Segment Open
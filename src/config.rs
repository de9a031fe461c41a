use directories::ProjectDirs;
use serde::{Deserialize, Serialize};
use std::path::{Path, PathBuf};

/// User preferences, stored as TOML in the platform config dir.
/// Updated through the `config` subcommand.
#[derive(Serialize, Deserialize, Default, Debug, PartialEq)]
pub struct Config {
  /// External player command handed the resolved route string.
  pub player_command: Option<String>,
  /// JSON catalog file overriding the embedded seed data.
  pub catalog_path: Option<String>,
}

fn prefs_path() -> Option<PathBuf> {
  ProjectDirs::from("", "", "kidvid").map(|dirs| dirs.config_dir().join("prefs.toml"))
}

impl Config {
  pub fn load() -> Self {
    prefs_path().map(|path| Self::load_from(&path)).unwrap_or_default()
  }

  fn load_from(path: &Path) -> Self {
    if let Ok(content) = std::fs::read_to_string(path)
      && let Ok(config) = toml::from_str(&content)
    {
      return config;
    }
    Self::default()
  }

  /// Best-effort: losing a prefs write must never fail a command.
  pub fn save(&self) {
    if let Some(path) = prefs_path() {
      self.save_to(&path);
    }
  }

  fn save_to(&self, path: &Path) {
    if let Some(dir) = path.parent()
      && !dir.as_os_str().is_empty()
      && std::fs::create_dir_all(dir).is_err()
    {
      return;
    }
    if let Ok(content) = toml::to_string(self) {
      let _ = std::fs::write(path, content);
    }
  }
}
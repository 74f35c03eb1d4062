//! Compliance and outlier scans

mod scanner;
mod types;

pub use scanner::{check_atypical_contributions, check_fund_alignment, check_pension_sufficiency};
pub use types::{AtypicalContribution, ComplianceReport, FundMismatch, InsufficiencyFinding};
Segment Closed
WORK REQUEST
Output the first line of the entries above and every line after it, exactly as written, ending with the line that contains "pub fn save(&self)".

RESULT OF THIS TASK
filename src/config.rs
repository de9a031fe461c41a
use directories::ProjectDirs;
use serde::{Deserialize, Serialize};
use std::path::{Path, PathBuf};

/// User preferences, stored as TOML in the platform config dir.
/// Updated through the `config` subcommand.
#[derive(Serialize, Deserialize, Default, Debug, PartialEq)]
pub struct Config {
  /// External player command handed the resolved route string.
  pub player_command: Option<String>,
  /// JSON catalog file overriding the embedded seed data.
  pub catalog_path: Option<String>,
}

fn prefs_path() -> Option<PathBuf> {
  ProjectDirs::from("", "", "kidvid").map(|dirs| dirs.config_dir().join("prefs.toml"))
}

impl Config {
  pub fn load() -> Self {
    prefs_path().map(|path| Self::load_from(&path)).unwrap_or_default()
  }

  fn load_from(path: &Path) -> Self {
    if let Ok(content) = std::fs::read_to_string(path)
      && let Ok(config) = toml::from_str(&content)
    {
      return config;
    }
    Self::default()
  }

  /// Best-effort: losing a prefs write must never fail a command.
  pub fn save(&self) {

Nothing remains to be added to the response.